Paul lit a cigarette, knowing it was always the perfect way to forget things he didn’t want to think about.  As the nicotine began to flow through his veins, he began to relax once more - the Oldroyd's would be wondering where he had got to.  They were like a neighbourhood watch all by themselves and he hoped the nosey old crones had already left for their ritual early evening walk.  They were prone to peering into his apartment on their way out and if he wasn’t in, he wouldn’t have to pass pleasantries as usual. 

He was not in luck.  As he pulled up, he saw them locking their door and he knew that as he was the only tenant around at this time, they were sure to waylay him.  Inspiration struck.  He exited the car and grabbed all his shopping bags out of the boot.  It was a struggle to shut it after, but at least this way he had the excuse he needed to make a quick getaway.  He nodded his hello to them as he made his way to the steps and they paused to watch him labour under the weight of the heavy bags.  He spat out his cigarette in order to mumble,

“Can’t stop, sorry, these are kind of heavy,” as he watched them warily. 

The old couple stepped over his still-lighted cigarette and tut-tutted in disapproval, but thankfully, went on their way. 

He watched his cigarette as the dark embers slowly began to extinguish in the cold night air and as the light faded from it he congratulated himself on his lucky escape. 

Making his way up the front steps, he put one set of bags down upon the top step to fish his car keys from his pocket, pressing the car alarm without turning around, satisfied at its reassuring electronic signal and unlocked the door.  He retrieved the bags from the step and pushed open the door with his foot.  Off balance and caught totally unawares, the strong push sent him careering to the floor immediately.  Prone and helpless he was an easy target.  His assailant moved to kneel on his back, kicked the door with his foot and he heard it click reassuringly closed. 

Paul struggled to retrieve his arms from the weight of the bags and Alex knew he had to act quickly.  He leaned forward to force the man’s prone torso more into the floor and held his head at both sides, pressing it relentlessly into the carpet.  As he began to struggle less and less, Alex carefully moved his hands to around his neck, gradually cutting off his circulation.  Paul never even saw the face of his killer.

Once safely back at the house, Alex retrieved his toolbox and shut the adjoining door to the garage.  He looked down into the face of his despised victim and stared at the wedding band around his finger.  The hands, he considered their long length and the damage he knew that they had done; he would need the saw.

He placed the saw next to the toolbox and retrieved his most treasured possession; the battered tin his Mother had given him to keep his toy soldiers in.  He removed the lid and placed the hand across the open tin.  He held the hand fast whilst he began to saw and with the first rent of flesh, the tainted blood collected in the tin like a sacred fluid flowing to cleanse him of his sins.  The saw snagged a little when he got down to the bone, but his determination saw him through.   

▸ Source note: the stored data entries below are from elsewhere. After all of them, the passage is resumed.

//! Component configuration.
//!
//! This module loads the configuration of an auth-gated component from
//! environment variables.
//!
//! # Environment Variables
//!
//! - `AUTHGATE_COMPONENT`: `pageserver`, `safekeeper`, or `broker` (default: `pageserver`)
//! - `AUTHGATE_AUTH_TYPE`: `Disabled`, `Trust`, or `EdDSAJwt` (default: derived from the key path)
//! - `AUTHGATE_AUTH_PUBLIC_KEY_PATH`: public key used to validate tokens
//! - `AUTHGATE_LISTEN_PORT`: port to listen on (default: `9898`)
//! - `AUTHGATE_UPSTREAM_CONNSTR`: optional outbound connection string template
//!
//! # Invariants
//!
//! - `auth_type` is `EdDSAJwt` if and only if `auth_public_key_path` is set.
//! - No configuration value is ever a token; tokens only enter through
//!   placeholder substitution at connection time.

use std::collections::HashMap;
use std::fmt;
use std::path::PathBuf;
use std::str::FromStr;

use crate::scope::Component;

const COMPONENT_VAR: &str = "AUTHGATE_COMPONENT";
const AUTH_TYPE_VAR: &str = "AUTHGATE_AUTH_TYPE";
const PUBLIC_KEY_PATH_VAR: &str = "AUTHGATE_AUTH_PUBLIC_KEY_PATH";
const LISTEN_PORT_VAR: &str = "AUTHGATE_LISTEN_PORT";
const UPSTREAM_CONNSTR_VAR: &str = "AUTHGATE_UPSTREAM_CONNSTR";

/// The configured authentication type.
#[derive(Debug, Clone, Copy, PartialEq, Eq)]
pub enum AuthType {
    /// No authentication.
    Disabled,
    /// Legacy name for `Disabled`.
    Trust,
    /// EdDSA-signed JWTs, validated with the configured public key.
    EdDSAJwt,
}

impl FromStr for AuthType {
    type Err = String;

    fn from_str(s: &str) -> Result<Self, Self::Err> {
        match s {
            "Disabled" => Ok(Self::Disabled),
            "Trust" => Ok(Self::Trust),
            "EdDSAJwt" | "NeonJWT" => Ok(Self::EdDSAJwt),
            other => Err(format!(
                "'{other}' is not one of Disabled, Trust, EdDSAJwt"
            )),
        }
    }
}

impl fmt::Display for AuthType {
    fn fmt(&self, f: &mut fmt::Formatter<'_>) -> fmt::Result {
        match self {
            Self::Disabled => f.write_str("Disabled"),
            Self::Trust => f.write_str("Trust"),
            Self::EdDSAJwt => f.write_str("EdDSAJwt"),
        }
    }
}

/// Server configuration.
///
/// # Post-conditions
///
/// - `listen_port` is always in the valid range (1-65535)
/// - `auth_public_key_path` is `Some` exactly when `auth_type` is `EdDSAJwt`
#[derive(Debug, Clone)]
pub struct ServerConfig {
    /// Which component this process is.
    pub component: Component,
    pub auth_type: AuthType,
    /// Public key used when `auth_type` is `EdDSAJwt`.
    pub auth_public_key_path: Option<PathBuf>,
    /// Port to listen on for HTTP requests.
    pub listen_port: u16,
    /// Outbound connection string template. May reference a token variable,
    /// never a literal token.
    pub upstream_connstr: Option<String>,
}

/// Error returned when loading configuration fails.
#[derive(Debug, Clone, PartialEq, Eq)]
pub enum ConfigError {
    /// An environment variable is missing.
    MissingEnvVar(String),
    /// An environment variable has an invalid value.
    InvalidValue { name: String, message: String },
}

impl fmt::Display for ConfigError {
    fn fmt(&self, f: &mut fmt::Formatter<'_>) -> fmt::Result {
        match self {
            Self::MissingEnvVar(name) => {
                write!(f, "missing required environment variable: {name}")
            }
            Self::InvalidValue { name, message } => {
                write!(f, "invalid value for {name}: {message}")
            }
        }
    }
}

impl std::error::Error for ConfigError {}

impl ServerConfig {
    /// Default port for the server.
    pub const DEFAULT_PORT: u16 = 9898;
    /// Default component.
    pub const DEFAULT_COMPONENT: Component = Component::Pageserver;

    /// Load configuration from the process environment.
    ///
    /// # Errors
    ///
    /// See [`ServerConfig::from_vars`].
    pub fn from_env() -> Result<Self, ConfigError> {
        let vars: HashMap<String, String> = std::env::vars().collect();
        Self::from_vars(&vars)
    }

    /// Load configuration from an explicit variable map.
    ///
    /// # Errors
    ///
    /// Returns an error if:
    /// - any variable is set but cannot be parsed
    /// - `AUTHGATE_AUTH_TYPE` is `EdDSAJwt` but no public key path is set
    /// - `AUTHGATE_AUTH_TYPE` is `Disabled` or `Trust` but a public key path is set
    pub fn from_vars(vars: &HashMap<String, String>) -> Result<Self, ConfigError> {
        let component = Self::load_component(vars)?;
        let auth_public_key_path = non_empty(vars, PUBLIC_KEY_PATH_VAR).map(PathBuf::from);
        let auth_type = Self::load_auth_type(vars, auth_public_key_path.is_some())?;
        let listen_port = Self::load_listen_port(vars)?;
        let upstream_connstr = non_empty(vars, UPSTREAM_CONNSTR_VAR).map(str::to_string);

        Ok(Self {
            component,
            auth_type,
            auth_public_key_path,
            listen_port,
            upstream_connstr,
        })
    }

    fn load_component(vars: &HashMap<String, String>) -> Result<Component, ConfigError> {
        non_empty(vars, COMPONENT_VAR).map_or(Ok(Self::DEFAULT_COMPONENT), |value| {
            value.parse().map_err(|message| ConfigError::InvalidValue {
                name: COMPONENT_VAR.to_string(),
                message,
            })
        })
    }

    /// Resolve the auth type against the presence of a public key path.
    ///
    /// # Errors
    ///
    /// Returns an error if the explicit auth type contradicts the key path.
    fn load_auth_type(
        vars: &HashMap<String, String>,
        has_public_key: bool,
    ) -> Result<AuthType, ConfigError> {
        let explicit = non_empty(vars, AUTH_TYPE_VAR)
            .map(|value| {
                value.parse::<AuthType>().map_err(|message| ConfigError::InvalidValue {
                    name: AUTH_TYPE_VAR.to_string(),
                    message,
                })
            })
            .transpose()?;

        match (explicit, has_public_key) {
            (None, true) | (Some(AuthType::EdDSAJwt), true) => Ok(AuthType::EdDSAJwt),
            (None, false) => Ok(AuthType::Disabled),
            (Some(AuthType::EdDSAJwt), false) => {
                Err(ConfigError::MissingEnvVar(PUBLIC_KEY_PATH_VAR.to_string()))
            }
            (Some(auth_type), true) => Err(ConfigError::InvalidValue {
                name: AUTH_TYPE_VAR.to_string(),
                message: format!("{auth_type} conflicts with {PUBLIC_KEY_PATH_VAR}"),
            }),
            (Some(auth_type), false) => Ok(auth_type),
        }
    }

    /// Load the listen port.
    ///
    /// Returns the default if not set.
    ///
    /// # Errors
    ///
    /// Returns an error if the value is set but not a valid port number.
    fn load_listen_port(vars: &HashMap<String, String>) -> Result<u16, ConfigError> {
        match non_empty(vars, LISTEN_PORT_VAR) {
            Some(value) => match value.parse::<u16>() {
                Ok(port) if port > 0 => Ok(port),
                _ => Err(ConfigError::InvalidValue {
                    name: LISTEN_PORT_VAR.to_string(),
                    message: format!("'{value}' is not a valid port number (must be 1-65535)"),
                }),
            },
            None => Ok(Self::DEFAULT_PORT),
        }
    }
}

fn non_empty<'a>(vars: &'a HashMap<String, String>, name: &str) -> Option<&'a str> {
    vars.get(name).map(String::as_str).filter(|v| !v.is_empty())
}

#[cfg(test)]
mod tests {
    use super::*;

    fn vars(pairs: &[(&str, &str)]) -> HashMap<String, String> {
        pairs
            .iter()
            .map(|(k, v)| ((*k).to_string(), (*v).to_string()))
            .collect()
    }

    #[test]
    fn test_default_values() {
        let config = ServerConfig::from_vars(&HashMap::new()).expect("defaults");
        assert_eq!(config.component, Component::Pageserver);
        assert_eq!(config.auth_type, AuthType::Disabled);
        assert_eq!(config.listen_port, 9898);
        assert!(config.auth_public_key_path.is_none());
        assert!(config.upstream_connstr.is_none());
    }

    #[test]
    fn test_key_path_implies_jwt() {
        let config = ServerConfig::from_vars(&vars(&[(
            PUBLIC_KEY_PATH_VAR,
            "/etc/neon/auth_public_key.pem",
        )]))
        .expect("config");
        assert_eq!(config.auth_type, AuthType::EdDSAJwt);
        assert_eq!(
            config.auth_public_key_path,
            Some(PathBuf::from("/etc/neon/auth_public_key.pem"))
        );
    }

    #[test]
    fn test_jwt_without_key_fails() {
        let result = ServerConfig::from_vars(&vars(&[(AUTH_TYPE_VAR, "EdDSAJwt")]));
        assert_eq!(
            result.map(|c| c.auth_type),
            Err(ConfigError::MissingEnvVar(PUBLIC_KEY_PATH_VAR.to_string()))
        );
    }

    #[test]
    fn test_disabled_with_key_is_ambiguous() {
        let result = ServerConfig::from_vars(&vars(&[
            (AUTH_TYPE_VAR, "Trust"),
            (PUBLIC_KEY_PATH_VAR, "/keys/pub.pem"),
        ]));
        assert!(matches!(result, Err(ConfigError::InvalidValue { .. })));
    }

    #[test]
    fn test_explicit_trust() {
        let config =
            ServerConfig::from_vars(&vars(&[(AUTH_TYPE_VAR, "Trust")])).expect("config");
        assert_eq!(config.auth_type, AuthType::Trust);
    }

    #[test]
    fn test_legacy_jwt_name() {
        assert_eq!("NeonJWT".parse::<AuthType>(), Ok(AuthType::EdDSAJwt));
        assert!("jwt".parse::<AuthType>().is_err());
    }

    #[test]
    fn test_component_and_port() {
        let config = ServerConfig::from_vars(&vars(&[
            (COMPONENT_VAR, "safekeeper"),
            (LISTEN_PORT_VAR, "7676"),
        ]))
        .expect("config");
        assert_eq!(config.component, Component::Safekeeper);
        assert_eq!(config.listen_port, 7676);
    }

    #[test]
    fn test_invalid_port() {
        for bad in ["0", "70000", "http"] {
            let result = ServerConfig::from_vars(&vars(&[(LISTEN_PORT_VAR, bad)]));
            assert!(matches!(result, Err(ConfigError::InvalidValue { .. })), "{bad}");
        }
    }

    #[test]
    fn test_invalid_component() {
        let result = ServerConfig::from_vars(&vars(&[(COMPONENT_VAR, "compute")]));
        assert_eq!(
            result.map(|c| c.component),
            Err(ConfigError::InvalidValue {
                name: COMPONENT_VAR.to_string(),
                message: "unknown component 'compute'".to_string(),
            })
        );
    }

    #[test]
    fn test_config_error_display_missing() {
        let error = ConfigError::MissingEnvVar("TEST_VAR".to_string());
        assert_eq!(
            error.to_string(),
            "missing required environment variable: TEST_VAR"
        );
    }

    #[test]
    fn test_config_error_display_invalid() {
        let error = ConfigError::InvalidValue {
            name: "TEST_VAR".to_string(),
            message: "bad value".to_string(),
        };
        assert_eq!(error.to_string(), "invalid value for TEST_VAR: bad value");
    }
}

A pile of boxes were stacked in one corner and Alex selected a small one and then opened up the bottom drawer of the battered filing cabinet.  The drawer was stuffed full of brightly-coloured children’s birthday wrapping paper.  He thought for a moment as he surveyed them and then selected the blue one with the penguin motif, somehow it seemed appropriate for the man with the cold blue fingers.  From within the toolbox, he withdrew a pen and a small blue label and as he turned it over in his hand, he thought carefully about what he was going to write on it.  He didn’t want it to be too easy, yet it could not be too hard.

 ‘Happy birthday Mother,’ he began, ‘I think this is just what you’ve always wanted.’